Thank you so much for stopping by and checking out my art process! To see more of my paintings check out jackielittlemiller.com

 

 

Last Goodbye

This is my second painting in the Ecclesiastes 3 series, to everything there is a season. I have been a portrait artist for years and love the human expression. Driven by a desire to push myself past faces, I started thinking about doing a series of paintings on hands. Then I thought maybe hands and feet, and I came to the conclusion that I just wanted to be able to paint expressive emotion without the aid of facial expression. So I had all these possible ides running around in my head, day and night. especially at night. I tend to do all my best thinking just before I go off to sleep. After the process of painting “A Time to Mourn” the series was set in my mind. But this painting was of the full body and was a dancer. So then I’m asking myself questions like, if this one is of a dance, does the whole series need to be represented in dance? Do I use the whole body in all the paintings: Or can I still go with just hands, or hands and feet? So many conflicting ideas overwhelmed my thoughts. Then the answer came to me.
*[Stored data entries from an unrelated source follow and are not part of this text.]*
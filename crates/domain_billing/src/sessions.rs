//! Caller-keyed resolver sessions
//!
//! Holds one [`SharingConfigResolver`] per caller-supplied [`SessionKey`] so a
//! multi-step configuration can span separate requests. Inserting under an
//! existing key replaces the previous resolver. Removing a session abandons
//! it; nothing it configured has been committed.

use std::collections::HashMap;

use core_kernel::SessionKey;
use crate::sharing::SharingConfigResolver;

/// Resolver store keyed by session
#[derive(Debug, Default)]
pub struct SharingSessions {
    resolvers: HashMap<SessionKey, SharingConfigResolver>,
}

impl SharingSessions {
    pub fn new() -> Self {
        Self::default()
    }

    /// Stores a resolver, returning the one it replaced
    pub fn insert(&mut self, key: SessionKey, resolver: SharingConfigResolver) -> Option<SharingConfigResolver> {
        tracing::debug!(session = %key, "Sharing session stored");
        self.resolvers.insert(key, resolver)
    }

    /// Stores a resolver under a fresh key
    pub fn open(&mut self, resolver: SharingConfigResolver) -> SessionKey {
        let key = SessionKey::new();
        self.insert(key, resolver);
        key
    }

    pub fn get(&self, key: &SessionKey) -> Option<&SharingConfigResolver> {
        self.resolvers.get(key)
    }

    pub fn get_mut(&mut self, key: &SessionKey) -> Option<&mut SharingConfigResolver> {
        self.resolvers.get_mut(key)
    }

    /// Abandons a session
    pub fn remove(&mut self, key: &SessionKey) -> Option<SharingConfigResolver> {
        let removed = self.resolvers.remove(key);
        if removed.is_some() {
            tracing::debug!(session = %key, "Sharing session abandoned");
        }
        removed
    }

    pub fn len(&self) -> usize {
        self.resolvers.len()
    }

    pub fn is_empty(&self) -> bool {
        self.resolvers.is_empty()
    }
}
In December of last year when my sister was passing away,  I sat in the room with her holding her hand, as she was taking, what I knew were some of, her last breaths, I looked down at my hands holding and caressing hers. The artist in me wanted to capture this moment forever with a photo of our hands touching for the last time this side of heaven.The rational side of me, how ever, talked me out of it saying that it would be crass and insensitive of me. For several months afterword I mourned that decision, as my sister and I were so very close and her hands and my hands worked along side each other so many times. She was like an extension of me and I of her.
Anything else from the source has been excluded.